Most significantly, the blood pressure reductions
were achieved without any weight loss.
To prove that it’s fat in the diet--and not fat
on the body--that is the primary cause of blood
lipid abnormalities, such as high cholesterol, researchers
at the National Public Health Institute in Helsinki,
Finland, placed 54 middle-aged men and women on
a low-fat (~24% of total calories) diet for six
weeks (16). Total cholesterol
dropped from 263 mg/dl to 201 mg/dl in the men,
and from 239 mg/dl to 188 mg/dl in the women. Body
weight did decrease modestly, by about 2 pounds.
The subjects were then switched back to their usual
diet (~39% of total calories from fat) for six weeks.
Total cholesterol levels returned to their original
levels--despite absolutely no change in body weight--requiring
the researchers to conclude that the fat content
of the diet, not weight change, was responsible
for the changes in cholesterol levels.
Combined exercise and nutrition programs have
provided even more compelling results, as illustrated
by the changes observed in the more than 4,500 men
and women who have completed a 3-week stay at the
Pritikin Longevity Center in Santa Monica, California
(6-9). The Pritikin program consists
of eating a low-fat, high-complex starch, high-fiber
diet (with no emphasis on rapid weight loss) and
daily moderate-to-vigorous aerobic exercise. Within
three weeks the average cholesterol level dropped
from about 234 mg/dl to about 180 mg/dl; low-density
lipoprotein cholesterol (the unhealthy kind) decreased
from around 151 mg/dl to 116 mg/dl; and triglycerides
were reduced by one-third (from 200 mg/dl down to
135 mg/dl) (6).
Pritikin program participants lowered their blood
pressures by an average of 5-10%, and more than
one-third of the men and women with high blood pressure
were able to discontinue antihypertensive medications
(7, 8). Those
with type II (adult onset) diabetes also experienced
tremendous improvements: 39% of those taking insulin
and 71% of those on oral hypoglycemic agents were
able to discontinue medication entirely (7,
8).
All of these improvements in health profile while
on the Pritikin program were observed within three
weeks. Although participants do lose weight (typically
about 7-11 pounds, or about 5% of their initial
body weight), statistical analysis indicates that
less than 5% of the improvements in health can be
attributed to changes in body weight. Most important
to the question at hand is the fact that most men
and women who enter the program obese leave the
program obese--but with one major difference: They
no longer have the health problems thought to be
caused by excess body fat.
Just as risk factors for heart disease can be
affected by changes in lifestyle independent of
changes in body weight, the actual disease itself
can be influenced by lifestyle modification--without
changes in body weight. The results of the Cholesterol
Lowering Atherosclerosis Study illustrate (14).
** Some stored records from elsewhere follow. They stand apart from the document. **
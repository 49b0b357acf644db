use super::{
    pairs, strings, DatabaseContext, DatabaseContextProvider, ExampleSet, FeatureSupport,
    FunctionMap,
};

/// PostgreSQL knowledge: SERIAL/IDENTITY ids, `RANDOM()`, `generate_series`.
pub struct PostgresContext {
    context: DatabaseContext,
}

impl Default for PostgresContext {
    fn default() -> Self {
        Self::new()
    }
}

impl PostgresContext {
    pub fn new() -> Self {
        let functions = FunctionMap {
            random: strings(&["RANDOM()", "gen_random_uuid()", "setseed(0.5)"]),
            date_time: strings(&[
                "NOW()",
                "CURRENT_DATE",
                "CURRENT_TIMESTAMP",
                "DATE_TRUNC('day', ts)",
                "EXTRACT(EPOCH FROM ts)",
                "AGE(ts1, ts2)",
                "ts + INTERVAL '1 day'",
            ]),
            aggregation: strings(&[
                "COUNT(*)",
                "SUM(x)",
                "AVG(x)",
                "MIN(x)",
                "MAX(x)",
                "STRING_AGG(text, ',')",
                "ARRAY_AGG(x)",
                "PERCENTILE_CONT(0.5) WITHIN GROUP (ORDER BY x)",
            ]),
            string: strings(&[
                "CONCAT(a, b)",
                "a || b",
                "LOWER(s)",
                "UPPER(s)",
                "SUBSTRING(s FROM 1 FOR 3)",
                "REGEXP_REPLACE(s, pattern, replacement)",
            ]),
            sequence: strings(&[
                "SERIAL / BIGSERIAL",
                "GENERATED ALWAYS AS IDENTITY",
                "nextval('seq_name')",
                "generate_series(1, 100)",
            ]),
            custom: pairs(&[
                ("md5(text)", "hex MD5 digest, handy for random-looking strings"),
                ("jsonb_build_object(k, v, ...)", "build a JSONB object"),
            ]),
        };

        let examples = ExampleSet {
            random_data: strings(&[
                "INSERT INTO users (name, email, age)\nSELECT 'user_' || g, 'user_' || g || '@example.com', (RANDOM() * 60 + 18)::int\nFROM generate_series(1, 100) AS g;",
                "SELECT * FROM products ORDER BY RANDOM() LIMIT 5;",
            ]),
            incremental_ids: strings(&[
                "CREATE TABLE orders (\n    id BIGINT GENERATED ALWAYS AS IDENTITY PRIMARY KEY,\n    created_at TIMESTAMPTZ NOT NULL DEFAULT NOW()\n);",
            ]),
            joins: strings(&[
                "SELECT u.name, COUNT(o.id) AS order_count\nFROM users u\nLEFT JOIN orders o ON o.user_id = u.id\nGROUP BY u.name;",
            ]),
            aggregations: strings(&[
                "SELECT DATE_TRUNC('month', created_at) AS month, SUM(total)\nFROM orders\nGROUP BY 1\nORDER BY 1;",
            ]),
            date_filtering: strings(&[
                "SELECT * FROM orders WHERE created_at >= NOW() - INTERVAL '7 days';",
            ]),
            custom: Default::default(),
        };

        let context = DatabaseContext {
            id: "postgresql".to_string(),
            name: "PostgreSQL".to_string(),
            description: "Open-source object-relational database with strict typing and rich SQL support".to_string(),
            functions,
            examples,
            data_types: strings(&[
                "SMALLINT", "INTEGER", "BIGINT", "NUMERIC(p, s)", "REAL", "DOUBLE PRECISION",
                "TEXT", "VARCHAR(n)", "BOOLEAN", "DATE", "TIMESTAMP", "TIMESTAMPTZ", "INTERVAL",
                "UUID", "JSON", "JSONB", "BYTEA", "ARRAY",
            ]),
            query_patterns: pairs(&[
                ("pagination", "SELECT * FROM t ORDER BY id LIMIT 50 OFFSET 100"),
                ("upsert", "INSERT INTO t (id, v) VALUES (1, 'x') ON CONFLICT (id) DO UPDATE SET v = EXCLUDED.v"),
                ("top_n_per_group", "SELECT * FROM (SELECT *, ROW_NUMBER() OVER (PARTITION BY g ORDER BY v DESC) AS rn FROM t) s WHERE rn <= 3"),
            ]),
            best_practices: strings(&[
                "Quote identifiers with double quotes only when they are mixed-case or reserved",
                "Cast explicitly with ::type when mixing numeric and text values",
                "Use RETURNING to read back generated ids instead of a second SELECT",
            ]),
            features: FeatureSupport {
                window_functions: true,
                common_table_expressions: true,
                json: true,
                arrays: true,
                full_text_search: true,
                upsert: true,
                returning: true,
                custom: pairs(&[("Materialized Views", true)]),
            },
            critical_warnings: Some(strings(&[
                "Use RANDOM(), never RAND()",
                "Use SERIAL or GENERATED AS IDENTITY, never AUTO_INCREMENT",
                "String literals take single quotes; double quotes are identifiers",
                "Use LIMIT/OFFSET, not TOP",
            ])),
        };

        Self { context }
    }
}

impl DatabaseContextProvider for PostgresContext {
    fn context(&self) -> &DatabaseContext {
        &self.context
    }
}

#[cfg(test)]
mod tests {
    use super::*;

    #[test]
    fn test_prompt_mentions_postgres_specifics() {
        let prompt = PostgresContext::new().generate_prompt_instructions();
        assert!(prompt.starts_with("=== POSTGRESQL SQL GENERATION GUIDE ==="));
        assert!(prompt.contains("- Use RANDOM(), never RAND()"));
        assert!(prompt.contains("generate_series(1, 100)"));
        assert!(prompt.contains("- RETURNING Clause: Supported"));
        assert!(prompt.contains("- Materialized Views: Supported"));
        // only the first random-data example is shown
        assert!(!prompt.contains("ORDER BY RANDOM() LIMIT 5"));
    }
}
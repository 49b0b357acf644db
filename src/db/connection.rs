use std::collections::HashMap;
use std::path::PathBuf;
use std::sync::Arc;
use std::time::Duration;

use anyhow::{Context, Result};
use async_trait::async_trait;
use serde::{Deserialize, Serialize};
use tokio::sync::RwLock;
use tokio_postgres::{Client, NoTls};

use super::adapter::{DatabaseAdapter, DatabaseManager};
use super::postgres::PostgresBackend;
use super::query::QueryResult;
use crate::dialect::{normalize_dialect, Dialect};

#[derive(Debug, Clone, Serialize, Deserialize)]
pub struct ConnectionConfig {
    pub name: String,
    /// Declared SQL dialect of the server, e.g. `postgresql`.
    #[serde(default = "default_dialect")]
    pub dialect: String,
    pub host: String,
    pub port: u16,
    pub database: String,
    pub username: String,
    #[serde(skip_serializing, default)]
    pub password: String,
}

fn default_dialect() -> String {
    Dialect::PostgreSql.id().to_string()
}

impl ConnectionConfig {
    pub fn connection_string(&self) -> String {
        format!(
            "host={} port={} dbname={} user={} password={} connect_timeout=10",
            quote_conn_value(&self.host),
            self.port,
            quote_conn_value(&self.database),
            quote_conn_value(&self.username),
            quote_conn_value(&self.password),
        )
    }

    pub fn display_string(&self) -> String {
        format!(
            "{}@{}:{}/{}",
            self.username, self.host, self.port, self.database
        )
    }
}

impl Default for ConnectionConfig {
    fn default() -> Self {
        Self {
            name: String::from("Local PostgreSQL"),
            dialect: default_dialect(),
            host: String::from("localhost"),
            port: 5432,
            database: String::from("postgres"),
            username: String::from("postgres"),
            password: String::new(),
        }
    }
}

#[derive(Debug, Default, Serialize, Deserialize)]
struct SavedConnections {
    #[serde(default)]
    connections: Vec<ConnectionConfig>,
}

/// A registered connection: its declared dialect and the backend that
/// executes statements for it.
#[derive(Clone)]
struct ConnectionEntry {
    dialect: String,
    backend: Arc<dyn DatabaseAdapter>,
}

/// Maps connection ids to backends and their declared dialect.
#[derive(Default)]
pub struct ConnectionManager {
    connections: RwLock<HashMap<String, ConnectionEntry>>,
}

impl ConnectionManager {
    pub fn new() -> Self {
        Self::default()
    }

    /// Register (or replace) a connection. The dialect id is normalized.
    pub async fn register(
        &self,
        connection_id: impl Into<String>,
        dialect: &str,
        backend: Arc<dyn DatabaseAdapter>,
    ) {
        let entry = ConnectionEntry {
            dialect: normalize_dialect(dialect),
            backend,
        };
        self.connections
            .write()
            .await
            .insert(connection_id.into(), entry);
    }

    pub async fn remove(&self, connection_id: &str) -> bool {
        self.connections.write().await.remove(connection_id).is_some()
    }

    pub async fn is_connected(&self, connection_id: &str) -> bool {
        self.connections.read().await.contains_key(connection_id)
    }

    /// Backend registered for a connection, for callers that need the
    /// adapter capability (e.g. the pagination builder).
    pub async fn adapter(&self, connection_id: &str) -> Option<Arc<dyn DatabaseAdapter>> {
        self.connections
            .read()
            .await
            .get(connection_id)
            .map(|entry| entry.backend.clone())
    }

    /// Open a PostgreSQL connection and register it under `config.name`.
    pub async fn connect(&self, config: &ConnectionConfig) -> Result<Arc<PostgresBackend>> {
        let client = create_client(config).await?;
        let backend = Arc::new(PostgresBackend::new(client));
        self.register(config.name.clone(), &config.dialect, backend.clone())
            .await;
        tracing::info!(connection = %config.name, "connected to {}", config.display_string());
        Ok(backend)
    }

    pub fn get_config_path() -> PathBuf {
        dirs::config_dir()
            .unwrap_or_else(|| PathBuf::from("."))
            .join("querylens")
            .join("connections.toml")
    }

    pub fn load_saved_connections() -> Result<Vec<ConnectionConfig>> {
        let path = Self::get_config_path();
        if !path.exists() {
            return Ok(vec![]);
        }
        let content = std::fs::read_to_string(&path)
            .with_context(|| format!("Failed to read {}", path.display()))?;
        parse_saved_connections(&content)
    }
}

fn parse_saved_connections(content: &str) -> Result<Vec<ConnectionConfig>> {
    let saved: SavedConnections =
        toml::from_str(content).context("Invalid saved connections file")?;
    Ok(saved.connections)
}

#[async_trait]
impl DatabaseManager for ConnectionManager {
    async fn query(
        &self,
        connection_id: &str,
        sql: &str,
        session_id: Option<&str>,
    ) -> Result<QueryResult> {
        let Some(backend) = self.adapter(connection_id).await else {
            return Ok(QueryResult::failure(format!(
                "No active connection with id '{}'",
                connection_id
            )));
        };
        backend.query(connection_id, sql, session_id).await
    }

    async fn connection_dialect(&self, connection_id: &str) -> Option<String> {
        self.connections
            .read()
            .await
            .get(connection_id)
            .map(|entry| entry.dialect.clone())
    }
}

/// Create a PostgreSQL client. The connection task is spawned onto the
/// current tokio runtime.
pub async fn create_client(config: &ConnectionConfig) -> Result<Client> {
    let conn_string = config.connection_string();
    let timeout = Duration::from_secs(15);

    let (client, connection) =
        tokio::time::timeout(timeout, tokio_postgres::connect(&conn_string, NoTls))
            .await
            .map_err(|_| anyhow::anyhow!("Connection timed out after 15s"))?
            .context("Failed to connect to PostgreSQL")?;
    tokio::spawn(async move {
        if let Err(e) = connection.await {
            tracing::error!("connection error: {}", e);
        }
    });

    Ok(client)
}

/// Quote a value for use in a libpq key=value connection string.
fn quote_conn_value(value: &str) -> String {
    let escaped = value.replace('\\', "\\\\").replace('\'', "\\'");
    format!("'{}'", escaped)
}
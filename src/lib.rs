pub mod config;
pub mod context;
pub mod db;
pub mod dialect;
pub mod explain;
pub mod pagination;
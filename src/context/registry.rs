use std::collections::HashMap;
use std::sync::{Arc, PoisonError, RwLock};

use once_cell::sync::Lazy;

use super::DatabaseContextProvider;
use crate::dialect::{normalize_dialect, Dialect};

/// Registry of context providers keyed by normalized dialect id.
///
/// Registering an id that is already present replaces the provider.
#[derive(Default)]
pub struct DatabaseContextRegistry {
    providers: HashMap<String, Arc<dyn DatabaseContextProvider>>,
}

impl DatabaseContextRegistry {
    pub fn new() -> Self {
        Self::default()
    }

    /// Registry holding the built-in provider of every known dialect.
    pub fn with_builtin_providers() -> Self {
        let mut registry = Self::new();
        for dialect in Dialect::ALL {
            registry.register(dialect.id(), dialect.context_provider());
        }
        registry
    }

    pub fn register(&mut self, dialect: &str, provider: Arc<dyn DatabaseContextProvider>) {
        self.providers.insert(normalize_dialect(dialect), provider);
    }

    pub fn get(&self, dialect: &str) -> Option<Arc<dyn DatabaseContextProvider>> {
        self.providers.get(&normalize_dialect(dialect)).cloned()
    }

    /// Provider for `dialect`, falling back to the `default` entry and then
    /// to the built-in generic provider.
    pub fn get_or_default(&self, dialect: &str) -> Arc<dyn DatabaseContextProvider> {
        self.get(dialect)
            .or_else(|| self.get(Dialect::Default.id()))
            .unwrap_or_else(|| Dialect::Default.context_provider())
    }

    pub fn has(&self, dialect: &str) -> bool {
        self.providers.contains_key(&normalize_dialect(dialect))
    }

    /// Registered dialect ids, sorted.
    pub fn supported_types(&self) -> Vec<String> {
        let mut types: Vec<String> = self.providers.keys().cloned().collect();
        types.sort();
        types
    }
}

static REGISTRY: Lazy<RwLock<DatabaseContextRegistry>> =
    Lazy::new(|| RwLock::new(DatabaseContextRegistry::with_builtin_providers()));

/// Add or replace a provider in the process-wide registry.
pub fn register_context_provider(dialect: &str, provider: Arc<dyn DatabaseContextProvider>) {
    REGISTRY
        .write()
        .unwrap_or_else(PoisonError::into_inner)
        .register(dialect, provider);
}

/// Provider for `dialect` from the process-wide registry. Unknown dialects
/// resolve to the generic provider.
pub fn context_provider(dialect: &str) -> Arc<dyn DatabaseContextProvider> {
    REGISTRY
        .read()
        .unwrap_or_else(PoisonError::into_inner)
        .get_or_default(dialect)
}

pub fn supported_context_types() -> Vec<String> {
    REGISTRY
        .read()
        .unwrap_or_else(PoisonError::into_inner)
        .supported_types()
}
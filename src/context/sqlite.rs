use super::{
    pairs, strings, DatabaseContext, DatabaseContextProvider, ExampleSet, FeatureSupport,
    FunctionMap,
};

pub struct SqliteContext {
    context: DatabaseContext,
}

impl Default for SqliteContext {
    fn default() -> Self {
        Self::new()
    }
}

impl SqliteContext {
    pub fn new() -> Self {
        let functions = FunctionMap {
            random: strings(&["random()", "abs(random()) % 100", "randomblob(16)"]),
            date_time: strings(&[
                "datetime('now')",
                "date('now')",
                "strftime('%Y-%m', ts)",
                "julianday(a) - julianday(b)",
                "datetime('now', '-7 days')",
            ]),
            aggregation: strings(&[
                "COUNT(*)",
                "SUM(x)",
                "AVG(x)",
                "MIN(x)",
                "MAX(x)",
                "group_concat(x, ',')",
            ]),
            string: strings(&["a || b", "lower(s)", "upper(s)", "substr(s, 1, 3)", "trim(s)"]),
            sequence: strings(&["INTEGER PRIMARY KEY", "last_insert_rowid()"]),
            custom: Default::default(),
        };

        let examples = ExampleSet {
            random_data: strings(&[
                "WITH RECURSIVE seq(n) AS (SELECT 1 UNION ALL SELECT n + 1 FROM seq WHERE n < 100)\nINSERT INTO users (name, age)\nSELECT 'user_' || n, 18 + abs(random()) % 60 FROM seq;",
            ]),
            incremental_ids: strings(&[
                "CREATE TABLE orders (\n    id INTEGER PRIMARY KEY,\n    created_at TEXT NOT NULL DEFAULT (datetime('now'))\n);",
            ]),
            joins: strings(&[
                "SELECT u.name, COUNT(o.id) AS order_count\nFROM users u\nLEFT JOIN orders o ON o.user_id = u.id\nGROUP BY u.name;",
            ]),
            aggregations: strings(&[
                "SELECT strftime('%Y-%m', created_at) AS month, SUM(total)\nFROM orders\nGROUP BY month;",
            ]),
            date_filtering: strings(&[
                "SELECT * FROM orders WHERE created_at >= datetime('now', '-7 days');",
            ]),
            custom: Default::default(),
        };

        let context = DatabaseContext {
            id: "sqlite".to_string(),
            name: "SQLite".to_string(),
            description: "Embedded single-file database with dynamic typing".to_string(),
            functions,
            examples,
            data_types: strings(&["INTEGER", "REAL", "TEXT", "BLOB", "NUMERIC"]),
            query_patterns: pairs(&[
                ("pagination", "SELECT * FROM t ORDER BY id LIMIT 50 OFFSET 100"),
                ("upsert", "INSERT INTO t (id, v) VALUES (1, 'x') ON CONFLICT(id) DO UPDATE SET v = excluded.v"),
            ]),
            best_practices: strings(&[
                "Dates are stored as ISO-8601 TEXT; compare them as strings",
                "Wrap bulk inserts in a single transaction",
            ]),
            features: FeatureSupport {
                window_functions: true,
                common_table_expressions: true,
                json: true,
                arrays: false,
                full_text_search: true,
                upsert: true,
                returning: true,
                custom: Default::default(),
            },
            critical_warnings: Some(strings(&[
                "There is no NOW(): use datetime('now')",
                "There is no AUTO_INCREMENT keyword: INTEGER PRIMARY KEY is the rowid",
                "ALTER TABLE cannot drop constraints or change column types",
            ])),
        };

        Self { context }
    }
}

impl DatabaseContextProvider for SqliteContext {
    fn context(&self) -> &DatabaseContext {
        &self.context
    }
}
Eighty-two moderately overweight middle-aged men
with heart disease were placed in a two-year intervention
program designed to reduce consumption of dietary
fat. Men who reduced their fat intake to 27.5% of
total calories showed no new fatty deposits in their
coronary vessels (as determined by examination of
coronary angiograms taken before and after the two-year
study). On the other hand, men who failed to make
significant changes in fat intake (34% of total
calories from fat) didn’t do as well--they all showed
some evidence of new lesions in their coronary vessels.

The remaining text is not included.